Aquel comediante se detuvo en la plaza. Bajo el paraguas con la maleta. Ya no había teatro.
Y se quedó allí quieto, cabizbajo, quizás sin saber hacia dónde tirar.
“En 1744 Antonio Palomino ofrece al Ayuntamiento pagarle 15.000 reales anuales, durante veinte años, a condición de «hacer la casa Teatro de la Comedia en el sitio que llaman las carnicerías». El viejo edificio que se acondiciona era propiedad del Hospicio de los niños expósitos que tenía el usufructo de las comedias desde el siglo XVI. Pero estaba ruinoso y por ello era necesaria su restauración.

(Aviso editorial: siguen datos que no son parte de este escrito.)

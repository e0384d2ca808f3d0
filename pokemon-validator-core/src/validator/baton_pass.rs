//! Baton Pass Clause: a Baton Passer may not pass both a Speed boost and a
//! boost to another stat.

use crate::data::{to_id, ItemData, MoveData};

/// Where a boost comes from. A boost only reachable through one Z-move is
/// attributed to that move, since a Pokémon gets a single Z-move per battle.
#[derive(Clone, Copy, Debug, Eq, PartialEq)]
pub enum BoostSource {
    None,
    Generic,
    ZMove(&'static str),
}

impl BoostSource {
    fn is_some(self) -> bool {
        self != BoostSource::None
    }
}

static NON_SPEED_BOOSTING_MOVES: phf::Set<&'static str> = phf::phf_set! {
    "acupressure",
    "bellydrum",
    "chargebeam",
    "curse",
    "diamondstorm",
    "fellstinger",
    "fierydance",
    "flowershield",
    "poweruppunch",
    "rage",
    "rototiller",
    "skullbash",
    "stockpile",
};

static SPEED_BOOSTING_ABILITIES: phf::Set<&'static str> = phf::phf_set! {
    "motordrive",
    "rattled",
    "speedboost",
    "steadfast",
    "weakarmor",
};

static SPEED_BOOSTING_ITEMS: phf::Set<&'static str> = phf::phf_set! {
    "blazikenite",
    "eeviumz",
    "kommoniumz",
    "salacberry",
};

static NON_SPEED_BOOSTING_ABILITIES: phf::Set<&'static str> = phf::phf_set! {
    "angerpoint",
    "competitive",
    "defiant",
    "download",
    "justified",
    "lightningrod",
    "moxie",
    "sapsipper",
    "stormdrain",
};

static NON_SPEED_BOOSTING_ITEMS: phf::Set<&'static str> = phf::phf_set! {
    "absorbbulb",
    "apicotberry",
    "cellbattery",
    "eeviumz",
    "ganlonberry",
    "keeberry",
    "kommoniumz",
    "liechiberry",
    "luminousmoss",
    "marangaberry",
    "petayaberry",
    "snowball",
    "weaknesspolicy",
};

/// Attributes the Speed and non-Speed boosts a set can pick up.
///
/// Ordinary sources win over Z-moves. When a single Z-move supplies both
/// boosts it is picked for both sides, whatever the move order.
pub fn boost_sources(
    moves: &[&MoveData],
    ability: Option<&str>,
    item: Option<&ItemData>,
) -> (BoostSource, BoostSource) {
    let mut speed_generic = false;
    let mut non_speed_generic = false;
    let mut speed_z_moves = Vec::new();
    let mut non_speed_z_moves = Vec::new();

    for move_data in moves {
        if move_data.id == "flamecharge" || move_data.boosts.raises_speed() {
            speed_generic = true;
        }
        if NON_SPEED_BOOSTING_MOVES.contains(move_data.id) || move_data.boosts.raises_non_speed() {
            non_speed_generic = true;
        }

        let z_boosts = match (item.and_then(|item| item.z_move_type), move_data.z_boosts) {
            (Some(z_type), Some(z_boosts)) if z_type == move_data.move_type => z_boosts,
            _ => continue,
        };
        if z_boosts.raises_speed() {
            speed_z_moves.push(move_data.name);
        }
        if z_boosts.raises_non_speed() {
            non_speed_z_moves.push(move_data.name);
        }
    }

    let ability_id = ability.map(to_id).unwrap_or_default();
    let item_id = item.map(|item| item.id).unwrap_or_default();
    if SPEED_BOOSTING_ABILITIES.contains(ability_id.as_str())
        || SPEED_BOOSTING_ITEMS.contains(item_id)
    {
        speed_generic = true;
    }
    if NON_SPEED_BOOSTING_ABILITIES.contains(ability_id.as_str())
        || NON_SPEED_BOOSTING_ITEMS.contains(item_id)
    {
        non_speed_generic = true;
    }

    let shared = speed_z_moves
        .iter()
        .copied()
        .find(|name| non_speed_z_moves.contains(name));
    let attribute = |generic: bool, z_moves: &[&'static str]| {
        if generic {
            BoostSource::Generic
        } else if let Some(name) = shared.or_else(|| z_moves.first().copied()) {
            BoostSource::ZMove(name)
        } else {
            BoostSource::None
        }
    };
    (
        attribute(speed_generic, &speed_z_moves),
        attribute(non_speed_generic, &non_speed_z_moves),
    )
}

/// True when the set can Baton Pass Speed together with another stat.
pub fn passes_speed_and_stat(
    moves: &[&MoveData],
    ability: Option<&str>,
    item: Option<&ItemData>,
) -> bool {
    let (speed, non_speed) = boost_sources(moves, ability, item);
    if !speed.is_some() || !non_speed.is_some() {
        return false;
    }
    // Two different Z-moves can't both be used, so only one of the boosts is reachable.
    !matches!(
        (speed, non_speed),
        (BoostSource::ZMove(a), BoostSource::ZMove(b)) if a != b
    )
}

#[cfg(test)]
mod tests {
    use super::*;
    use crate::data::items::get_item;
    use crate::data::moves::get_move;

    fn moves(names: &[&str]) -> Vec<&'static MoveData> {
        names
            .iter()
            .map(|name| get_move(name).expect("move exists"))
            .collect()
    }

    #[test]
    fn speed_and_attack_from_moves_is_banned() {
        let set = moves(&["Baton Pass", "Agility", "Swords Dance"]);
        assert!(passes_speed_and_stat(&set, None, None));
    }

    #[test]
    fn single_stat_is_allowed() {
        assert!(!passes_speed_and_stat(&moves(&["Baton Pass", "Agility"]), None, None));
        assert!(!passes_speed_and_stat(&moves(&["Baton Pass", "Nasty Plot"]), None, None));
    }

    #[test]
    fn dragon_dance_boosts_both() {
        assert!(passes_speed_and_stat(&moves(&["Baton Pass", "Dragon Dance"]), None, None));
    }

    #[test]
    fn fixed_non_speed_list_counts() {
        let set = moves(&["Baton Pass", "Flame Charge", "Curse"]);
        assert!(passes_speed_and_stat(&set, None, None));
    }

    #[test]
    fn abilities_and_items_force_sources() {
        let set = moves(&["Baton Pass", "Swords Dance"]);
        assert!(passes_speed_and_stat(&set, Some("Speed Boost"), None));
        let set = moves(&["Baton Pass", "Agility"]);
        assert!(passes_speed_and_stat(&set, None, get_item("Weakness Policy")));
        assert!(!passes_speed_and_stat(&moves(&["Baton Pass"]), Some("Speed Boost"), None));
    }

    #[test]
    fn z_move_attribution() {
        let z_normal = get_item("Normalium Z");
        let (speed, non_speed) = boost_sources(&moves(&["Baton Pass", "Encore"]), None, z_normal);
        assert_eq!(speed, BoostSource::ZMove("Encore"));
        assert_eq!(non_speed, BoostSource::None);
    }

    #[test]
    fn same_z_move_for_both_boosts_is_banned() {
        // Z-Celebrate raises every stat.
        let set = moves(&["Baton Pass", "Celebrate"]);
        assert!(passes_speed_and_stat(&set, None, get_item("Normalium Z")));
    }

    #[test]
    fn distinct_z_moves_are_exempt() {
        // Z-Encore raises Speed, Z-Tail Whip raises Attack; only one Z-move per battle.
        let set = moves(&["Baton Pass", "Encore", "Tail Whip"]);
        let (speed, non_speed) = boost_sources(&set, None, get_item("Normalium Z"));
        assert_eq!(speed, BoostSource::ZMove("Encore"));
        assert_eq!(non_speed, BoostSource::ZMove("Tail Whip"));
        assert!(!passes_speed_and_stat(&set, None, get_item("Normalium Z")));
    }

    #[test]
    fn z_speed_with_ordinary_stat_boost_is_banned() {
        let set = moves(&["Baton Pass", "Encore", "Swords Dance"]);
        assert!(passes_speed_and_stat(&set, None, get_item("Normalium Z")));
    }

    #[test]
    fn z_celebrate_is_banned_in_any_move_order() {
        let z_normal = get_item("Normalium Z");
        for order in [
            ["Baton Pass", "Celebrate", "Encore"],
            ["Baton Pass", "Encore", "Celebrate"],
        ] {
            let set = moves(&order);
            assert_eq!(
                boost_sources(&set, None, z_normal),
                (BoostSource::ZMove("Celebrate"), BoostSource::ZMove("Celebrate")),
                "{order:?}"
            );
            assert!(passes_speed_and_stat(&set, None, z_normal), "{order:?}");
        }
    }

    #[test]
    fn ordinary_boost_with_z_celebrate_is_banned() {
        let z_normal = get_item("Normalium Z");
        for order in [
            ["Swords Dance", "Celebrate", "Encore"],
            ["Encore", "Swords Dance", "Celebrate"],
        ] {
            assert!(passes_speed_and_stat(&moves(&order), None, z_normal), "{order:?}");
        }
    }

    #[test]
    fn distinct_z_moves_are_exempt_in_either_order() {
        let z_normal = get_item("Normalium Z");
        let set = moves(&["Baton Pass", "Tail Whip", "Encore"]);
        assert!(!passes_speed_and_stat(&set, None, z_normal));
    }

    #[test]
    fn z_crystal_of_another_type_does_nothing() {
        let set = moves(&["Baton Pass", "Encore", "Tail Whip"]);
        assert!(!passes_speed_and_stat(&set, None, get_item("Firium Z")));
    }
}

En 1787, el Diario Pinciano proclama con alborozo que «Valladolid tiene un Teatro de Comedias muy capaz y hermoso». En este teatro Napoleón asistirá a una representación cuando pasó revista a sus tropas en el Campo de Marte.” (Emilio Salcedo, Teatros y espectáculos, del libro Valladolid, imágenes de ayer. Grupo Pinciano, 1985).
El Comediante del escultor Eduardo Cuadrado, situado en la antigua plaza de la Comedia, sigue intemporal lamentando, sin duda, la pérdida de teatros en nuestra ciudad de Valladolid. Pero también convencido de que, en último caso, el escenario está en una esquina, en un pasaje, allá donde el comediante actúe y acuda, al menos, un espectador.
Acerquémonos, pues. Es su mudo semblante quien habla, está representando su propia obra. Y yo me detengo, aunque sea irrelevante desvelar que nací en una casa de interior, casi lindante con el ya olvidado Teatro de la Comedia.